The gmemfds does not allow mapping private memory to the userspace
so the IOMMU_IOAS_MAP ioctl does not work.
Use the existing IOMMU_IOAS_MAP_FILE ioctl to allow mapping from
fd + offset. Detect the gmemfd case in pfn_reader_user_pin().
For the new guest_memfd type, no additional reference is taken as
pinning is guaranteed by the KVM guest_memfd library.

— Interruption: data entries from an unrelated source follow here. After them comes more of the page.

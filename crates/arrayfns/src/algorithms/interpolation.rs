//! Piecewise linear interpolation.
//!
//! ## Purpose
//!
//! This module evaluates the piecewise linear function through the points
//! `(x[i], y[i])` at arbitrary query abscissae, holding the end ordinates
//! constant outside `[x[0], x[n-1]]`.
//!
//! ## Design notes
//!
//! * **Slopes once**: Segment slopes are computed once per call and reused for
//!   every query.
//! * **Bisection**: Each query locates its segment with
//!   [`binary_search`](crate::primitives::order::binary_search).
//! * **Generics**: Generic over `Float`, so the same code serves single and
//!   double precision.
//!
//! ## Key concepts
//!
//! * **Below range**: `q < x[0]` yields `y[0]`.
//! * **At or past the last knot**: a located index `>= n-1` yields `y[n-1]`.
//! * **Inside**: `slope[i] * (q - x[i]) + y[i]`.
//!
//! ## Invariants
//!
//! * `x` is ascending; `x` and `y` have the same non-zero length.
//! * The output has exactly one value per query.
//!
//! ## Non-goals
//!
//! * This module does not sort `x` or validate its monotonicity.
//! * This module does not provide higher-order interpolation.

// Feature-gated imports
#[cfg(not(feature = "std"))]
use alloc::vec::Vec;

// External dependencies
use num_traits::Float;

// Internal dependencies
use crate::primitives::errors::ArrayError;
use crate::primitives::order::binary_search;

// ============================================================================
// Precision
// ============================================================================

/// Floating precision of an interpolation result.
#[derive(Debug, Clone, Copy, PartialEq, Eq, Default)]
pub enum Precision {
    /// 32-bit float (type code `'f'`).
    Single,

    /// 64-bit double (type code `'d'`).
    #[default]
    Double,
}

impl Precision {
    /// Parse a host type code. `None` selects the default, double precision.
    pub fn from_typecode(code: Option<char>) -> Result<Self, ArrayError> {
        match code {
            None | Some('d') => Ok(Self::Double),
            Some('f') => Ok(Self::Single),
            Some(other) => Err(ArrayError::UnknownTypecode(other)),
        }
    }

    /// The host type code.
    pub fn typecode(self) -> char {
        match self {
            Self::Single => 'f',
            Self::Double => 'd',
        }
    }
}

// ============================================================================
// Linear Interpolation
// ============================================================================

/// Slope of each of the `n - 1` segments.
///
/// Coincident abscissae give non-finite slopes; those segments can only be
/// selected by a query equal to the repeated knot.
pub fn segment_slopes<T: Float>(x: &[T], y: &[T]) -> Vec<T> {
    x.windows(2)
        .zip(y.windows(2))
        .map(|(xs, ys)| (ys[1] - ys[0]) / (xs[1] - xs[0]))
        .collect()
}

/// Evaluate the piecewise linear function through `(x, y)` at `q`.
#[inline]
pub fn evaluate<T: Float>(x: &[T], y: &[T], slopes: &[T], q: T) -> T {
    let last = y.len() - 1;
    match binary_search(q, x) {
        None => y[0],
        Some(left) if left >= last => y[last],
        Some(left) => slopes[left] * (q - x[left]) + y[left],
    }
}

/// Interpolate every query in `z`.
pub fn interpolate<T: Float>(y: &[T], x: &[T], z: &[T]) -> Vec<T> {
    let slopes = segment_slopes(x, y);
    z.iter().map(|&q| evaluate(x, y, &slopes, q)).collect()
}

There is no KVM-GMEMFD->IOMMUFD direct notification mechanism as
the assumption is that:
1) page stage change events will be handled by VMM which is going
to call IOMMUFD to remap pages;
2) shrinking GMEMFD equals to VM memory unplug and VMM is going to
handle it.
Signed-off-by: Alexey Kardashevskiy <aik@xxxxxxx>
---
This is for Trusted IO == TEE-IO == PCIe TDISP, etc.
Previously posted here:
https://lore.kernel.org/r/20250218111017.491719-13-aik@xxxxxxx
The main comment was "what is the lifetime of those folios()" and
GMEMFD + QEMU should take care of it.
And horrendous stuff like this is not really useful:
https://github.com/AMDESE/linux-kvm/commit/7d73fd2cccb8489b1
---
include/linux/kvm_host.h | 4 +
drivers/iommu/iommufd/pages.c | 80 ++++++++++++++++++--
virt/kvm/guest_memfd.c | 36 +++++++++
3 files changed, 113 insertions(+), 7 deletions(-)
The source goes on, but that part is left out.